The surprising eye
The eye is full of surprises. The biggest ones come from the structure of retina that is situated at the back of it. The purpose of this Post is to provide a link to images and explanatory captions that tell us more about this starting gate of visual processing. At first sight, much of what we find strikes us as bizarre. But, when we delve more deeply, we discover the considerable advantages of the way things actually are. It turns out that nothing would work nearly as well as it does, if things were arranged any differently. The images and their captions will go a long way towards explaining why.
In the process, they will help readers to get a better understanding of how the eye/brain combination makes practical use of the information contained in the ever-changing patterns of light coming into the eye.
The link to the diagrams
Click on the link below to access the images and captions referred to. They are extracted from ‘The Glossary‘ to the four volumes I am in the process of publishing on this website.
What happens next
Upon leaving the retina, the neural signals travel in two directions. Some go up the optic nerve to the region of the neocortex known as ‘Visual Area 1′. Others take a completely different route that makes contact with the regions of the “Old Brain”. These play a central role in visual perception as we experience it. For example, they play their part in eye movements, spatial awareness, affective responses, multimodal processing, whole-field relations and much besides. Images and captions relating to both these routes will be posted later on this website, in a separate entry, entitled, “Visual Regions in the Brain”.
Images of blood vessels, neurons and and neural processes in the eye.
The human retina contains a very large number of neurons (cells) and a very much lager number of neural of processes providing links between them. It also features a dense network of blood vessels that supply blood to the neural processes. Together these three components make a significant barrier to the passage of any light that strikes the receptors. Until I learnt better, this light-blocking function did not seem to be of much of interest.
What changed my mind was the discovery that the light-sensitive cone and rod receptors that transform light-energy into neural signals, do not face towards the incoming light, but away from it. Consequently, the light coming into the eyes has to penetrate this light-impeding layer of neurons, neural processes and blood vessels, before it reaches the receptors. To add to my surprise, it turned out that the light-receiving end of the receptors is buried in a layer of dark matter. It was some time before I realised how these seemingly bizarre arrangements make possible visual perception as we know it.

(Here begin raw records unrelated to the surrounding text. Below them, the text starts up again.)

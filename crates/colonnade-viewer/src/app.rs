use anyhow::Context;

use colonnade_engine::core::{App, AppControl, FrameCtx};
use colonnade_engine::input::{Key, MouseButton};
use colonnade_engine::render::{FrameOutcome, RendererConfig, SceneRenderer};
use colonnade_engine::scene::{
    build_pass_constants, LightRig, OrbitCamera, PassInputs, Projection, Scene,
};

use crate::scene::{self, Animated};

/// Radians per second.
const DIAMOND_SPIN_RATE: f32 = 1.0;

/// Pixels of drag one wheel line is worth.
const WHEEL_LINE_PIXELS: f32 = 20.0;

/// Log pipeline stats this often.
const STATS_EVERY: u64 = 600;

/// Orbit viewer for the lit columns scene.
///
/// Controls: left drag orbits, right drag or the wheel zooms, Space pauses the
/// diamond spin, R toggles the gold pulse, Escape quits.
pub struct ColumnsApp {
    scene: Scene,
    animated: Animated,

    // Created on the first frame, once a GPU exists.
    renderer: Option<SceneRenderer>,
    renderer_config: RendererConfig,

    camera: OrbitCamera,
    projection: Projection,
    lights: LightRig,

    spin_paused: bool,
    spin_angle: f32,
    gold_pulse: bool,
}

impl ColumnsApp {
    pub fn new(frames_in_flight: usize) -> Self {
        let (scene, animated) = scene::build(frames_in_flight);
        Self {
            scene,
            animated,
            renderer: None,
            renderer_config: RendererConfig::default(),
            camera: OrbitCamera::default(),
            projection: Projection::default(),
            lights: LightRig::default(),
            spin_paused: false,
            spin_angle: 0.0,
            gold_pulse: false,
        }
    }

    fn handle_keys(&mut self, ctx: &FrameCtx<'_, '_>) -> AppControl {
        let frame = ctx.input_frame;

        if frame.key_pressed(Key::Escape) {
            log::info!("escape pressed, exiting");
            return AppControl::Exit;
        }

        if frame.key_pressed(Key::Space) {
            self.spin_paused = !self.spin_paused;
            log::info!("diamond spin {}", if self.spin_paused { "paused" } else { "resumed" });
        }

        if frame.key_pressed(Key::R) {
            self.gold_pulse = !self.gold_pulse;
            if !self.gold_pulse {
                let gold = self.animated.gold;
                self.scene
                    .material_mut(gold)
                    .set_diffuse_albedo(self.animated.gold_albedo);
            }
            log::info!("gold pulse {}", if self.gold_pulse { "on" } else { "off" });
        }

        AppControl::Continue
    }

    fn update_camera(&mut self, ctx: &FrameCtx<'_, '_>) {
        let (dx, dy) = ctx.input_frame.pointer_delta;

        if ctx.input.button_down(MouseButton::Left) {
            self.camera.orbit(dx, dy);
        } else if ctx.input.button_down(MouseButton::Right) {
            self.camera.zoom(dx, dy);
        }

        let wheel = ctx.input_frame.wheel_lines;
        if wheel != 0.0 {
            self.camera.zoom(0.0, wheel * WHEEL_LINE_PIXELS);
        }
    }

    /// Per-frame scene edits. Each one marks its object or material dirty.
    fn animate(&mut self, dt: f32, total: f32) {
        if !self.spin_paused {
            self.spin_angle += DIAMOND_SPIN_RATE * dt;
            for (i, placement) in self.animated.diamonds.iter().enumerate() {
                // Counter-rotate the pair.
                let angle = if i == 0 { self.spin_angle } else { -self.spin_angle };
                self.scene
                    .item_mut(placement.item)
                    .set_world(placement.world(angle));
            }
        }

        if self.gold_pulse {
            let k = 0.75 + 0.25 * (4.0 * total).sin();
            let base = self.animated.gold_albedo;
            let albedo = (base * k).with_w(base.w);
            let gold = self.animated.gold;
            self.scene.material_mut(gold).set_diffuse_albedo(albedo);
        }
    }
}

impl App for ColumnsApp {
    fn on_frame(&mut self, ctx: &mut FrameCtx<'_, '_>) -> anyhow::Result<AppControl> {
        if self.handle_keys(ctx) == AppControl::Exit {
            return Ok(AppControl::Exit);
        }

        self.update_camera(ctx);
        self.animate(ctx.time.dt, ctx.time.total);

        if ctx.window.is_minimized() {
            return Ok(AppControl::Continue);
        }

        if self.renderer.is_none() {
            let renderer = SceneRenderer::new(ctx.gpu, &self.scene, self.renderer_config)
                .context("failed to create scene renderer")?;
            self.renderer = Some(renderer);
        }
        let Some(renderer) = self.renderer.as_mut() else {
            return Ok(AppControl::Continue);
        };

        let size = ctx.gpu.size();
        let pass = build_pass_constants(&PassInputs {
            camera: &self.camera,
            projection: &self.projection,
            target_size: [size.width, size.height],
            total_time: ctx.time.total,
            delta_time: ctx.time.dt,
            lights: &self.lights,
        });

        let outcome = renderer
            .render_frame(ctx.gpu, &mut self.scene, &pass)
            .with_context(|| format!("frame {} failed", ctx.time.frame_index))?;

        if outcome == FrameOutcome::SurfaceLost {
            anyhow::bail!("surface lost at frame {}", ctx.time.frame_index);
        }

        let pipeline = renderer.pipeline();
        if pipeline.frame_count() % STATS_EVERY == 0 {
            log::debug!(
                "{} frames, {} stalls on {} frames in flight",
                pipeline.frame_count(),
                pipeline.stall_count(),
                pipeline.frames_in_flight()
            );
        }

        Ok(AppControl::Continue)
    }
}

#[cfg(test)]
mod tests {
    use colonnade_engine::frame::ConstantSource;

    use super::*;

    #[test]
    fn spin_edits_mark_diamonds_dirty() {
        let mut app = ColumnsApp::new(3);
        let diamond = app.animated.diamonds[0].item;

        // Pretend every ring slot already holds the built transform.
        while app.scene.item_mut(diamond).dirty_mut().consume() {}

        let before = app.scene.item(diamond).world();
        app.animate(0.5, 0.5);

        assert_ne!(app.scene.item(diamond).world(), before);
        assert_eq!(app.scene.item(diamond).dirty().remaining(), 3);
    }

    #[test]
    fn paused_spin_leaves_transforms_alone() {
        let mut app = ColumnsApp::new(3);
        app.spin_paused = true;
        let diamond = app.animated.diamonds[1].item;

        let before = app.scene.item(diamond).world();
        app.animate(0.5, 0.5);

        assert_eq!(app.scene.item(diamond).world(), before);
    }

    #[test]
    fn pulse_scales_gold_albedo() {
        let mut app = ColumnsApp::new(2);
        app.gold_pulse = true;
        app.spin_paused = true;

        // sin(4 * pi/8) = 1, so the pulse peaks at full albedo.
        app.animate(0.0, std::f32::consts::PI / 8.0);
        let peak = app.scene.material(app.animated.gold).desc().diffuse_albedo;
        assert!(peak.abs_diff_eq(app.animated.gold_albedo, 1e-5));

        // sin(4 * 3pi/8) = -1: half brightness, opaque.
        app.animate(0.0, 3.0 * std::f32::consts::PI / 8.0);
        let low = app.scene.material(app.animated.gold).desc().diffuse_albedo;
        assert!((low.x - 0.5 * app.animated.gold_albedo.x).abs() < 1e-5);
        assert_eq!(low.w, 1.0);
    }
}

The barrier confronting the light that enters the eye
It turns out that the barrier of neurons, neural processes and blood vessels compensates for the fact that the rod receptors are very much more sensitive to light than the cone receptors. The benefit of this state of affairs is that it enables a necessary degree of functional equality between the responses to the incoming light of the two different receptor-types. Needless to say, this equalling up would not take place, if the light striking the less sensitive cone receptors were to be subjected to the same impediments. This explains why the forces of evolution have created a gap in the neuron and blood vessel barrier in front of the region known as the fovea, exactly where the incoming light strikes the cone receptors.
If the equalling up process did not take place, the rod receptors would be bleached out whenever the incoming light was strong enough to activate the cone receptors. The result would be a massive degree of glare-blindness in daylight conditions.

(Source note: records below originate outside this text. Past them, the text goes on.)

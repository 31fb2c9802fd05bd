use super::error::FrameError;

/// Fixed-size circular set of per-frame resources.
///
/// The cursor starts just before slot 0, so the first `advance` selects slot 0
/// and frame `k` always lands on slot `k % len`.
#[derive(Debug)]
pub struct FrameRing<R> {
    slots: Vec<R>,
    cursor: usize,
}

impl<R> FrameRing<R> {
    pub fn new(slots: Vec<R>) -> Result<Self, FrameError> {
        if slots.is_empty() {
            return Err(FrameError::EmptyRing);
        }
        let cursor = slots.len() - 1;
        Ok(Self { slots, cursor })
    }

    /// Builds `len` slots with `make(index)`, stopping at the first error.
    pub fn build<F>(len: usize, make: F) -> Result<Self, FrameError>
    where
        F: FnMut(usize) -> Result<R, FrameError>,
    {
        let slots = (0..len).map(make).collect::<Result<Vec<_>, _>>()?;
        Self::new(slots)
    }

    /// Moves to the next slot and returns it.
    pub fn advance(&mut self) -> &mut R {
        self.cursor = (self.cursor + 1) % self.slots.len();
        &mut self.slots[self.cursor]
    }

    #[inline]
    pub fn current_index(&self) -> usize {
        self.cursor
    }

    #[inline]
    pub fn current(&self) -> &R {
        &self.slots[self.cursor]
    }

    #[inline]
    pub fn current_mut(&mut self) -> &mut R {
        &mut self.slots[self.cursor]
    }

    #[inline]
    pub fn get(&self, index: usize) -> Option<&R> {
        self.slots.get(index)
    }

    #[inline]
    pub fn len(&self) -> usize {
        self.slots.len()
    }

    #[inline]
    pub fn is_empty(&self) -> bool {
        self.slots.is_empty()
    }

    pub fn iter(&self) -> impl Iterator<Item = &R> {
        self.slots.iter()
    }
}

#[cfg(test)]
mod tests {
    use super::*;

    #[test]
    fn empty_ring_is_rejected() {
        assert!(matches!(
            FrameRing::<u32>::new(Vec::new()),
            Err(FrameError::EmptyRing)
        ));
    }

    #[test]
    fn first_advance_selects_slot_zero() {
        let mut ring = FrameRing::new(vec!['a', 'b', 'c']).unwrap();
        assert_eq!(*ring.advance(), 'a');
        assert_eq!(ring.current_index(), 0);
    }

    #[test]
    fn advance_wraps_round_robin() {
        let mut ring = FrameRing::new(vec![0, 1, 2]).unwrap();
        let seen: Vec<i32> = (0..7).map(|_| *ring.advance()).collect();
        assert_eq!(seen, vec![0, 1, 2, 0, 1, 2, 0]);
    }

    #[test]
    fn single_slot_ring_always_returns_it() {
        let mut ring = FrameRing::new(vec!["only"]).unwrap();
        for _ in 0..3 {
            assert_eq!(*ring.advance(), "only");
        }
    }

    #[test]
    fn build_propagates_errors() {
        let result = FrameRing::<usize>::build(3, |i| {
            if i == 1 {
                Err(FrameError::allocation("slot", "no memory"))
            } else {
                Ok(i)
            }
        });
        assert!(matches!(result, Err(FrameError::Allocation { .. })));
    }
}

If they were effectively blind, the rod receptors would not be able to participate in daylight visual processing. As a consequence, the neural computations of whole-field relations could take place. One of the many aspects of visual processing that would rendered impossible would be the separation of reflect-light from body-colour. As a result there would be neither colour constancy, nor the use of the information residing in the reflected-light that has been separated out.
If this were so, pretty well all that I have written in my book “Painting with Light” would be nonsense.
Burying the receptors in dark matter
The burying of the light-sensitive receptor heads in the dark matter is easier to explain. It prevents the light from scattering from one receptor to the next and, consequently, reduces blurring.
Some numbers and sizes
One estimate for the number of the light-sensitive receptor cells is in the region of 150 million. Although the precise number of neurons and neural processes in the retina is unknown, it is certainly in the hundreds of millions. All this packs into an astonishingly thin layer (less than 0.5 mm) whose extent can be compared to that of a 10p piece.
If you want a comprehensive account of the component parts and structure of the retina, you could consult the relevant pages of the website of the The National Library of Medicine. You will find them dizzyingly more complex than the grossly oversimplified information given either above or in the ‘Glossary‘ extract.